Stand on his left side. Hold the top of his nose with your left hand, and hold the top of the bridle with your right. Slide it over only one ear. If he flips his head at this point, he won't hit his teeth. Gently tug it up and down (just a cm or so) to get him to move his mouth around. Take it over his other ear, but make sure you have a firm hold of his nose to keep him from flipping his head. If he does flip it, go with him as best you can. Slowly lower it, only letting as much go as he does. If he isn't moving his mouth at all, continue to do the wiggling until he relaxes his mouth.

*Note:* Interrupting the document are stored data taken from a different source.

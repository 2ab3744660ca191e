//! Shared utilities for appenv
//!
//! Concurrency control, retry policy and logging setup used across the
//! workspace.

pub mod atomic_file;
pub mod resilience;
pub mod single_flight;
pub mod tracing;

pub use atomic_file::{write_atomic, write_atomic_string};
pub use resilience::{retry, suggest_recovery, RetryConfig};
pub use single_flight::{FlightPermit, GuardOutcome, SingleFlight};
use crate::context::{exit_code, report, Context};
use crate::formatters::{KeyTree, TreeChars, MASK};
use appenv_core::ConfigEntry;
use appenv_env::MemorySink;
use std::process::ExitCode;
use std::sync::Arc;
use tokio_util::sync::CancellationToken;

pub async fn execute(
    context: &Context,
    label: Option<String>,
    reveal: bool,
) -> eyre::Result<ExitCode> {
    let engine = context.engine(Arc::new(MemorySink::new()))?;
    let batch = context.batch(label, Vec::new());
    let outcome = engine.resolve(&batch, &CancellationToken::new()).await;

    let mut tree = KeyTree::new();
    for entry in &outcome.items {
        tree.insert(entry.key(), describe(entry, reveal));
    }
    for (key, error) in &outcome.errors {
        tree.insert(key, format!("<{}>", error.kind()));
    }
    print!("{}", tree.render(&TreeChars::detect()));

    report(&outcome);
    Ok(exit_code(&outcome))
}

fn describe(entry: &ConfigEntry, reveal: bool) -> String {
    let value = if entry.is_secret_reference() && !reveal {
        MASK
    } else {
        entry.resolved_value()
    };
    format!("{value}  [{}]", entry.env_name())
}
//! Conversion implementations for error types
//!
//! I/O and URL failures are never converted implicitly: callers attach a
//! path through [`IoResultExt`](super::IoResultExt) or name the offending
//! setting themselves.

use super::types::Error;

impl From<serde_json::Error> for Error {
    fn from(error: serde_json::Error) -> Self {
        Error::Json {
            message: error.to_string(),
            source: error,
        }
    }
}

Whatever you do, do it slow and controlled. He is sensitive about this because he has had his teeth banged before, and remembers it. It will take a long time before he is relaxed about letting it go, and even longer whenever he gets his teeth banged.


----------



## Slave2Ponies (May 25, 2013)

I like these directions from Ponypile.


----------



## Woodhaven (Jan 21, 2014)

If you are using a bit with a curb chain that can really make the bit clunk on your horses teeth when removing the bridle. Some riders do not undo the curb chain (Strap) and if it is a little tight it can create a problem. I always undo the curb chain or strap (English or western) when removing a bridle. Once a horse gets a nasty bump from the bit they become apprehensive and try to throw their head which only makes things worse. A loose strap on a snaffle bit usually doesn't do this, only the ones that fit snuggly.


----------